For 1), you can only have a meaningful relationship with another human being if you need them. You have to need them for something besides just having some company. In order to have a really deep connection with someone, you have to have some urgent need to have them around. For example, you never pay someone to come hang out with you and be your friend. It wouldn't work out. The relationship would feel totally pointless. But let's say you have some crippling disability, and you pay someone to be your personal assistant and caretaker. That person is likely to develop a very deep relationship with you, because that relationship is founded on a real, material need. You need someone to help you, so your relationship acquires a certain depth it would not otherwise have.
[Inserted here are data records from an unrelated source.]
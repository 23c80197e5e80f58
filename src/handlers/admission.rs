//! Admission gate in front of the WebSocket upgrade
//!
//! A client presents its session token as the `auth` query parameter of
//! the upgrade request. The token is verified and resolved to a live
//! account before the upgrade is accepted; any failure rejects the request
//! with no connection, no hub registration and no pump.

use log::{debug, warn};
use std::collections::HashMap;
use warp::ws::Ws;
use warp::{Filter, Rejection, Reply};

use crate::constants::{AUTH_QUERY_PARAM, WS_PATH};
use crate::core::server::ServerState;
use crate::error::{Result, TrickleError};
use crate::handlers::websocket::handle_ws_client;
use crate::handlers::with_state;
use crate::storage::accounts::Account;

/// Verify a session token and resolve it to an existing account
pub async fn admit(token: Option<&str>, state: &ServerState) -> Result<Account> {
    let token = match token {
        Some(token) if !token.is_empty() => token,
        _ => return Err(TrickleError::MissingToken),
    };

    // Reject obviously bogus input before touching the verifier
    if token.len() > 2048 || token.chars().any(|c| c.is_control()) {
        return Err(TrickleError::AuthError("malformed token".to_string()));
    }

    let account_id = state.tokens.verify(token)?;
    state.accounts.get(&account_id).await
}

/// `GET /connect?auth=<token>` upgrade route
pub fn connect_route(state: ServerState) -> impl Filter<Extract = (impl Reply,), Error = Rejection> + Clone {
    warp::path(WS_PATH)
        .and(warp::path::end())
        .and(warp::ws())
        .and(warp::query::<HashMap<String, String>>())
        .and(with_state(state))
        .and_then(upgrade)
}

async fn upgrade(
    ws: Ws,
    query: HashMap<String, String>,
    state: ServerState,
) -> std::result::Result<impl Reply, Rejection> {
    let account = match admit(query.get(AUTH_QUERY_PARAM).map(String::as_str), &state).await {
        Ok(account) => account,
        Err(e) => {
            warn!("WebSocket admission refused: {}", e);
            return Err(warp::reject::custom(e));
        }
    };

    debug!("Admitted account {} ({})", account.id, account.username);
    let max_size = state.config.max_message_size;
    Ok(ws
        .max_message_size(max_size)
        .max_frame_size(max_size)
        .on_upgrade(move |socket| handle_ws_client(socket, account.id, state)))
}
//! Lexical analysis module.
//!
//! This module contains the scanner that converts source text into a
//! stream of tokens for a later parsing stage. It handles:
//!
//! - Single and two-character operators with one character of lookahead
//! - Recognition of reserved words and identifiers
//! - String and number literals, including a digit-by-digit number parser
//! - Line tracking for diagnostics
//! - Comments and whitespace handling

pub mod lexer;
pub mod number;
pub mod tokens;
Another example is marriage. In order to create a good life for your children, you must have a spouse with you. You and your spouse develop a deep relationship, in part, because you need one another to make it wrok with the kids. Your love for your spouse is predicated on the deep, urgent need to care for the children. Without that, you would not have such a deep relationship. Of course, people without children can still have a deep relationship, but it's usually predicated on some other need besides children. You might have, for example, two artists who make art together, and who need one another to make their art; in this context, the art serves the same need that children normally would. This could also happen if two people in a romantic relationship started a business together. The take away here is not, "You must have children to have a meaningful relationship." The take away is, "Ties between human beings are always founded on some material need."
For 2), you must understand that human relationships are utterly fundamental to our well-being. You see, the previous paragraph may have led you to believe something like this: "Human relationships are not really important. They're just some parasitic entity that forms on top of our economic interactions." But that's not true. Human relationships are utterly fundamental and we cannot go without them. It's true that human relationships can only be authentic when founded on material need. But at the same time, we still need relationships, even if all of our material needs are being met by other means.
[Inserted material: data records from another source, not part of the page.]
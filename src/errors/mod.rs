//! Error types and diagnostic reporting for the lexer.
//!
//! This module defines:
//!
//! - The lexical error taxonomy (`ErrorImpl`) and its line-anchored wrapper
//! - `Diagnostic`, the `[line N] Error: message` record
//! - `Reporter`, the sink that tracks whether any error was reported

pub mod errors;

#[cfg(test)]
mod tests;
//! Unit tests for error handling.
//!
//! This module contains tests for error types and the diagnostic reporter.

use crate::errors::errors::{Diagnostic, Error, ErrorImpl, Reporter};

#[test]
fn test_error_creation() {
    let error = Error::new(ErrorImpl::UnexpectedCharacter { character: '@' }, 10);

    assert_eq!(error.get_line(), 10);
    assert_eq!(
        error.kind(),
        &ErrorImpl::UnexpectedCharacter { character: '@' }
    );
}

#[test]
fn test_error_messages() {
    assert_eq!(
        ErrorImpl::UnterminatedString.to_string(),
        "Unterminated string."
    );
    assert_eq!(
        ErrorImpl::UnexpectedCharacter { character: '#' }.to_string(),
        "Unexpected character '#'."
    );
    assert_eq!(
        ErrorImpl::InvalidNumberCharacter { character: 'e' }.to_string(),
        "Invalid character in numeric literal: 'e'"
    );
    assert_eq!(
        ErrorImpl::EmptyNumber.to_string(),
        "Empty numeric literal input"
    );
}

#[test]
fn test_error_display_uses_message() {
    let error = Error::new(ErrorImpl::UnterminatedString, 3);
    assert_eq!(error.to_string(), "Unterminated string.");
}

#[test]
fn test_diagnostic_display() {
    let diagnostic = Diagnostic {
        line: 7,
        message: String::from("Unexpected character '$'."),
    };

    assert_eq!(
        diagnostic.to_string(),
        "[line 7] Error: Unexpected character '$'."
    );
}

#[test]
fn test_reporter_starts_clean() {
    let reporter = Reporter::silent();

    assert!(!reporter.had_error());
    assert!(reporter.diagnostics().is_empty());
}

#[test]
fn test_reporter_report_sets_flag() {
    let mut reporter = Reporter::silent();
    reporter.report(4, "Something went wrong.");

    assert!(reporter.had_error());
    assert_eq!(
        reporter.diagnostics(),
        &[Diagnostic {
            line: 4,
            message: String::from("Something went wrong.")
        }]
    );
}

#[test]
fn test_reporter_error_uses_line() {
    let mut reporter = Reporter::silent();
    reporter.error(&Error::new(ErrorImpl::UnterminatedString, 9));

    assert_eq!(
        reporter.diagnostics()[0].to_string(),
        "[line 9] Error: Unterminated string."
    );
}

#[test]
fn test_reporter_reset() {
    let mut reporter = Reporter::silent();
    reporter.report(1, "first");
    reporter.report(2, "second");
    assert_eq!(reporter.diagnostics().len(), 2);

    reporter.reset();

    assert!(!reporter.had_error());
    assert!(reporter.diagnostics().is_empty());

    reporter.report(3, "third");
    assert!(reporter.had_error());
    assert_eq!(reporter.diagnostics()[0].line, 3);
}

#[test]
fn test_reporter_default_echoes() {
    let mut reporter = Reporter::default();
    reporter.report(1, "echoed to stderr");

    assert!(reporter.had_error());
    assert_eq!(reporter.diagnostics().len(), 1);
}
The take away is this paradox: authentic human relationships only form on the basis of material needs. But if you meet all of humanity's material needs without authentic relationships, humanity still perishes, because authentic relationships are ALSO a need.
The big problem with modernity is that we have found ways to meet our material needs, in almost every single circumstance, without the need for a personal connection to another human being. You don't need to have a personal connection with a cobbler to get shoes. You don't need to have a personal connection to a tailor to get clohtes. You don't need to have a personal connection with a butcher to get meat. You don't need to have a personal connection with a mason to build a house. In every case, you simply exchange currency with some impersonal corporation to get what you need. All of your material needs can be met.
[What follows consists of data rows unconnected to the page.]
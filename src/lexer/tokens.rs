use lazy_static::lazy_static;
use std::{collections::HashMap, fmt::Display};

lazy_static! {
    pub static ref RESERVED_LOOKUP: HashMap<&'static str, TokenKind> = {
        let mut map = HashMap::new();
        map.insert("and", TokenKind::And);
        map.insert("class", TokenKind::Class);
        map.insert("else", TokenKind::Else);
        map.insert("false", TokenKind::False);
        map.insert("for", TokenKind::For);
        map.insert("fun", TokenKind::Fun);
        map.insert("if", TokenKind::If);
        map.insert("nil", TokenKind::Nil);
        map.insert("or", TokenKind::Or);
        map.insert("return", TokenKind::Return);
        map.insert("super", TokenKind::Super);
        map.insert("this", TokenKind::This);
        map.insert("true", TokenKind::True);
        map.insert("var", TokenKind::Var);
        map.insert("while", TokenKind::While);
        map
    };
}

/// Resolves an identifier spelling to its reserved kind, or `Identifier`.
pub fn lookup_identifier(text: &str) -> TokenKind {
    RESERVED_LOOKUP
        .get(text)
        .copied()
        .unwrap_or(TokenKind::Identifier)
}

#[derive(Debug, PartialEq, Eq, Clone, Copy, Hash)]
pub enum TokenKind {
    LeftParen,
    RightParen,
    LeftBrace,
    RightBrace,
    Comma,
    Dot,
    Minus,
    Plus,
    Semicolon,
    Slash,
    Star,

    Bang,       // !
    BangEqual,  // !=
    Equal,      // =
    EqualEqual, // ==
    Greater,
    GreaterEqual,
    Less,
    LessEqual,

    Identifier,
    String,
    Number,

    // Reserved
    And,
    Class,
    Else,
    False,
    Fun,
    For,
    If,
    Nil,
    Or,
    Return,
    Super,
    This,
    True,
    Var,
    While,

    EOF,
}

impl TokenKind {
    pub fn is_reserved(&self) -> bool {
        matches!(
            self,
            TokenKind::And
                | TokenKind::Class
                | TokenKind::Else
                | TokenKind::False
                | TokenKind::Fun
                | TokenKind::For
                | TokenKind::If
                | TokenKind::Nil
                | TokenKind::Or
                | TokenKind::Return
                | TokenKind::Super
                | TokenKind::This
                | TokenKind::True
                | TokenKind::Var
                | TokenKind::While
        )
    }
}

impl Display for TokenKind {
    fn fmt(&self, f: &mut std::fmt::Formatter<'_>) -> std::fmt::Result {
        write!(f, "{:?}", self)
    }
}

/// Payload carried by `String` and `Number` tokens.
#[derive(Debug, Clone, PartialEq)]
pub enum Literal {
    Number(f64),
    String(String),
}

impl Display for Literal {
    fn fmt(&self, f: &mut std::fmt::Formatter<'_>) -> std::fmt::Result {
        match self {
            Literal::Number(value) => write!(f, "{:?}", value),
            Literal::String(value) => write!(f, "{}", value),
        }
    }
}

#[derive(Debug, Clone, PartialEq)]
pub struct Token {
    pub kind: TokenKind,
    pub lexeme: String,
    pub literal: Option<Literal>,
    pub line: usize,
}

impl Display for Token {
    fn fmt(&self, f: &mut std::fmt::Formatter<'_>) -> std::fmt::Result {
        match &self.literal {
            Some(literal) => write!(f, "{} {} {}", self.kind, self.lexeme, literal),
            None => write!(f, "{} {} null", self.kind, self.lexeme),
        }
    }
}

impl Token {
    pub fn number(&self) -> Option<f64> {
        match self.literal {
            Some(Literal::Number(value)) => Some(value),
            _ => None,
        }
    }

    pub fn string(&self) -> Option<&str> {
        match &self.literal {
            Some(Literal::String(value)) => Some(value.as_str()),
            _ => None,
        }
    }
}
But then, where do your personal relationships come from? Remember, an authentic personal relationship comes from material need. In the old days, your personal relationship with a cobbler was important because you needed shoes, so you had to develop a human connection based on a real need. Your personal relationship with a tailor was based on the fact that you needed clohtes, so it was based on a real need. But now? Now all relationships seem to be superfluous. All relationships are casual flings at the bar or meetups based on dating apps. We no longer need other people. I, for example, work from home. If I have food and supplies delivered, I can go for months without ever leaving my house or speaking face-to-face with another person. I can have all of my material needs fully met, and still wind up going crazy because I'm not having real, authentic interactions with other humans. Real connections must be based on material needs; but if my material needs are already met, then I have no need for real connections.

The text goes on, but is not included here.